The Defeat of Cook’s Block

Like a phoenix rising from the ashes, I have successfully freed myself from the evil clutches of cook’s block with the help of an elightenting dinner and an end to my 2-hour-every-night gymnastics season. Now with a tad more leisure time to devote to kitchen activities, I hope to brainstorm a couple fun recipes of my own, cross off a couple tantalizing recipes idling on my “Recipes to Try” Word document, and scribe a couple new posts.

This past Sunday, I dedicated the better part of three afternoon hours to a rather intensive bout of recipe experimentation, every recipe of which yielded absolutely stellar results. The Chocolate Quinoa Protein Bars from VGANJAR and the Coconut Muffins from Cucina Libera replenished the wholesome-baked-good-shaped hole in my heart (I hadn’t baked anything for a good long while!), while the Curried Kabocha Squash and Flax Flatbread from Choosing Raw and the Popcorn Cauliflower from VegObsession prepared my lunch box for an inspired week of midday deliciousness.

Recipe One: Carob Quinoa Fig Bars—Adapted from VGANJAR.

Tweaks:

  • Replaced the 2-3 tbsp agave with 1 tbsp yacon syrup.
  • Used 1/2 cup almond pulp and 1/4 cup hazelnut pulp (frozen after making nut milk kefir) in place of the almonds and pumpkin seeds.
  • Substituted carob powder for the cacao.
  • Omitted the optional maca powder.

Lessons Learned for Next Time:

  • Frankly, I’d probably stick to this exact same adaptation if I make this recipe again!
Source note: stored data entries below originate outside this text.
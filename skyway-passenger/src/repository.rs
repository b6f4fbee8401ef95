use async_trait::async_trait;
use chrono::Utc;
use skyway_core::{BoxError, DuplicateKey};
use skyway_shared::{PageQuery, PagedResult, SortOrder};
use std::cmp::Ordering;
use std::collections::BTreeMap;
use tokio::sync::RwLock;

use crate::models::{NewPassenger, Passenger};

/// Columns a passenger listing can be ordered by.
pub const SORTABLE_FIELDS: &[&str] = &["id", "name", "passportNumber"];

/// Repository trait for passenger data access
#[async_trait]
pub trait PassengerRepository: Send + Sync {
    /// Insert a passenger; fails with [`DuplicateKey`] when the user already has one.
    async fn create_passenger(&self, passenger: NewPassenger) -> Result<Passenger, BoxError>;

    async fn find_passenger_by_id(&self, id: i64) -> Result<Option<Passenger>, BoxError>;

    async fn find_passenger_by_user_id(&self, user_id: i64) -> Result<Option<Passenger>, BoxError>;

    async fn find_passengers(&self, query: &PageQuery) -> Result<PagedResult<Passenger>, BoxError>;
}

#[derive(Default)]
struct PassengerTable {
    rows: BTreeMap<i64, Passenger>,
    last_id: i64,
}

/// Process-local passenger store, used when no database is configured.
#[derive(Default)]
pub struct InMemoryPassengerRepository {
    table: RwLock<PassengerTable>,
}

impl InMemoryPassengerRepository {
    pub fn new() -> Self {
        Self::default()
    }

    pub async fn count(&self) -> usize {
        self.table.read().await.rows.len()
    }
}

fn compare(a: &Passenger, b: &Passenger, order_by: &str) -> Ordering {
    match order_by {
        "name" => a.name.cmp(&b.name),
        "passportNumber" => a.passport_number.cmp(&b.passport_number),
        _ => a.id.cmp(&b.id),
    }
}

#[async_trait]
impl PassengerRepository for InMemoryPassengerRepository {
    async fn create_passenger(&self, passenger: NewPassenger) -> Result<Passenger, BoxError> {
        let mut table = self.table.write().await;
        if table.rows.values().any(|p| p.user_id == passenger.user_id) {
            return Err(DuplicateKey(format!("user_id={}", passenger.user_id)).into());
        }

        table.last_id += 1;
        let id = table.last_id;
        let passenger = passenger.into_passenger(id, Utc::now());
        table.rows.insert(id, passenger.clone());
        Ok(passenger)
    }

    async fn find_passenger_by_id(&self, id: i64) -> Result<Option<Passenger>, BoxError> {
        Ok(self.table.read().await.rows.get(&id).cloned())
    }

    async fn find_passenger_by_user_id(&self, user_id: i64) -> Result<Option<Passenger>, BoxError> {
        let table = self.table.read().await;
        Ok(table.rows.values().find(|p| p.user_id == user_id).cloned())
    }

    async fn find_passengers(&self, query: &PageQuery) -> Result<PagedResult<Passenger>, BoxError> {
        let table = self.table.read().await;
        let term = query.search_term.as_deref().map(str::to_lowercase);
        let mut passengers: Vec<Passenger> = table
            .rows
            .values()
            .filter(|p| match &term {
                Some(term) => p.name.to_lowercase().contains(term.as_str()),
                None => true,
            })
            .cloned()
            .collect();

        passengers.sort_by(|a, b| {
            let ord = compare(a, b, &query.order_by);
            match query.order {
                SortOrder::Asc => ord,
                SortOrder::Desc => ord.reverse(),
            }
        });

        Ok(query.slice(passengers))
    }
}
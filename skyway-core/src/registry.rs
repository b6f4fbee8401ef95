use std::any::Any;
use std::collections::HashMap;

use async_trait::async_trait;

use crate::{handler::RequestHandler, request::Request, validation::ValidationErrors, CoreResult};

#[derive(Debug, PartialEq, Eq, thiserror::Error)]
pub enum RegistryError {
    #[error("A handler is already registered for request type: {0}")]
    DuplicateRegistration(&'static str),
}

type ErasedHandler = Box<dyn Any + Send + Sync>;

/// Mapping from request name to the one handler that serves it.
///
/// Entries are only ever added while the process is being wired; once the
/// registry is sealed inside a [`Mediator`](crate::Mediator) it is read-only.
#[derive(Default)]
pub struct HandlerRegistry {
    handlers: HashMap<&'static str, ErasedHandler>,
}

impl HandlerRegistry {
    pub fn new() -> Self {
        Self::default()
    }

    /// Register `handler` as the single handler for `R`.
    ///
    /// The stored handler runs `validate` before `handle` on every invocation.
    pub fn register<R, H>(&mut self, handler: H) -> Result<(), RegistryError>
    where
        R: Request,
        H: RequestHandler<R> + 'static,
    {
        if self.handlers.contains_key(R::NAME) {
            return Err(RegistryError::DuplicateRegistration(R::NAME));
        }

        let gated: Box<dyn RequestHandler<R>> = Box::new(Gated { inner: handler });
        self.handlers.insert(R::NAME, Box::new(gated));
        Ok(())
    }

    /// Look up the handler for `R`.
    ///
    /// A name registered by a different Rust type is treated as absent.
    pub fn resolve<R: Request>(&self) -> Option<&dyn RequestHandler<R>> {
        self.handlers
            .get(R::NAME)?
            .downcast_ref::<Box<dyn RequestHandler<R>>>()
            .map(|handler| handler.as_ref())
    }

    pub fn contains(&self, name: &str) -> bool {
        self.handlers.contains_key(name)
    }

    pub fn len(&self) -> usize {
        self.handlers.len()
    }

    pub fn is_empty(&self) -> bool {
        self.handlers.is_empty()
    }

    /// Registered request names, sorted.
    pub fn names(&self) -> Vec<&'static str> {
        let mut names: Vec<_> = self.handlers.keys().copied().collect();
        names.sort_unstable();
        names
    }
}

/// Runs the handler's constraint set ahead of its business logic.
struct Gated<H> {
    inner: H,
}

#[async_trait]
impl<R, H> RequestHandler<R> for Gated<H>
where
    R: Request,
    H: RequestHandler<R> + 'static,
{
    fn validate(&self, request: &R) -> Result<(), ValidationErrors> {
        self.inner.validate(request)
    }

    async fn handle(&self, request: R) -> CoreResult<R::Response> {
        self.inner.validate(&request)?;
        self.inner.handle(request).await
    }
}

#[cfg(test)]
mod tests {
    use super::*;

    struct Ping;
    impl Request for Ping {
        const NAME: &'static str = "test.ping";
        type Response = &'static str;
    }

    // Same routing key as `Ping`, different type.
    struct Impostor;
    impl Request for Impostor {
        const NAME: &'static str = "test.ping";
        type Response = &'static str;
    }

    struct Reply(&'static str);

    #[async_trait]
    impl RequestHandler<Ping> for Reply {
        async fn handle(&self, _request: Ping) -> CoreResult<&'static str> {
            Ok(self.0)
        }
    }

    #[async_trait]
    impl RequestHandler<Impostor> for Reply {
        async fn handle(&self, _request: Impostor) -> CoreResult<&'static str> {
            Ok(self.0)
        }
    }

    #[tokio::test]
    async fn test_duplicate_registration_keeps_first_handler() {
        let mut registry = HandlerRegistry::new();
        registry.register::<Ping, _>(Reply("first")).unwrap();

        let err = registry.register::<Ping, _>(Reply("second")).unwrap_err();
        assert_eq!(err, RegistryError::DuplicateRegistration("test.ping"));
        assert_eq!(registry.len(), 1);

        let handler = registry.resolve::<Ping>().expect("handler registered");
        assert_eq!(handler.handle(Ping).await.unwrap(), "first");
    }

    #[test]
    fn test_name_collision_across_types_is_rejected() {
        let mut registry = HandlerRegistry::new();
        registry.register::<Ping, _>(Reply("ping")).unwrap();

        let err = registry.register::<Impostor, _>(Reply("impostor")).unwrap_err();
        assert_eq!(err, RegistryError::DuplicateRegistration("test.ping"));
        assert!(registry.resolve::<Impostor>().is_none());
    }

    #[test]
    fn test_names_are_sorted() {
        struct Other;
        impl Request for Other {
            const NAME: &'static str = "test.aaa";
            type Response = &'static str;
        }
        #[async_trait]
        impl RequestHandler<Other> for Reply {
            async fn handle(&self, _request: Other) -> CoreResult<&'static str> {
                Ok(self.0)
            }
        }

        let mut registry = HandlerRegistry::new();
        registry.register::<Ping, _>(Reply("ping")).unwrap();
        registry.register::<Other, _>(Reply("other")).unwrap();
        assert_eq!(registry.names(), vec!["test.aaa", "test.ping"]);
        assert!(registry.contains("test.ping"));
    }
}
Not overly sweet, as my tastebuds have come to prefer in baked goods and desserts, the bars’ flavor teemed with a pleasant nuttiness from both the quinoa and…well, the nuts (obviously), as well as a yummy bittersweetness from the carob and cacao nibs. The quinoa also offered a unique pop-in-your-mouth texture accentuated by the crunchy cacao nibs.
  • I’d love to experiment with the addition of maca powder…though first I’ll have to actually obtain said powder. Perhaps another order from the Raw Food World is in order?
  •  Would another grain instead of quinoa lend itself to this recipe? Millet or amaranth, maybe?

Recipe Two: Coconut Muffins—Adapted from Cucina Libera.

Tweaks:

  • In place of the sorghum flour, tapioca starch, and potato starch, I used 1/4 cup brown rice flour, 1/4 cup arrowroot, and 1/4 cup + 2 tbsp chickpea flour.
  • Substituted 2 tbsp yacon syrup for the coconut nectar.
  • Reduced the total amount of oil to 2 tbsp olive oil, omitting the coconut oil.
  • Used canned organic light coconut milk instead of So Delicious brand.
  • Miniaturized the recipe with my favorite mini muffin tin!

 

Lessons Learned for Next Time:

  • While I adored the muffins’ intense coconut flavor, I suspect from their slight dryness that they spent a bit too long in the oven. While the original recipe called for 17-20 minutes at 350°F for regular-sized muffins, it completely slipped my mind to reduce the baking time to accommodate my mini versions. Next time, I’m checking at 15 minutes.
  • I realize that the fat in this recipe actually benefits your health more than hinders it, though I could certainly not deem this recipe low fat. I’d like to try replacing the oil with a mashed banana to lower the fat content a smidge.

Recipe Three: Berbere-Spiced Kabocha Squash and Flax Flatbread—Adapted from Choosing Raw.

Tweaks:

  • Replaced the curry powder and cinnamon with homemade berbere seasoning (an Ethiopian spice mix).
  • Baked at 300°F instead of 325°F.
  • Cut into 16 pieces instead of 8.

 

Lessons Learned for Next Time:

  • Playing around with the seasonings works well with these flatbreads (I mean, what on earth DOESN’T taste good with Kabocha squash?), so I’d have a bunch of fun swapping them out to create subtle flavor nuances in this already impeccably scrumptious recipe.
  • I baked the flatbreads at the same time as my quinoa bars above, which called for an oven temperature of 300°F, for the same amount of time as called for in the recipe. They turned out perfectly textured—soft and chewy yet still firm enough to adequately support a generous amount of toppings. I suspect that if I had added the extra 25°, the texture would have been crunchier than I prefer, perhaps overbaked.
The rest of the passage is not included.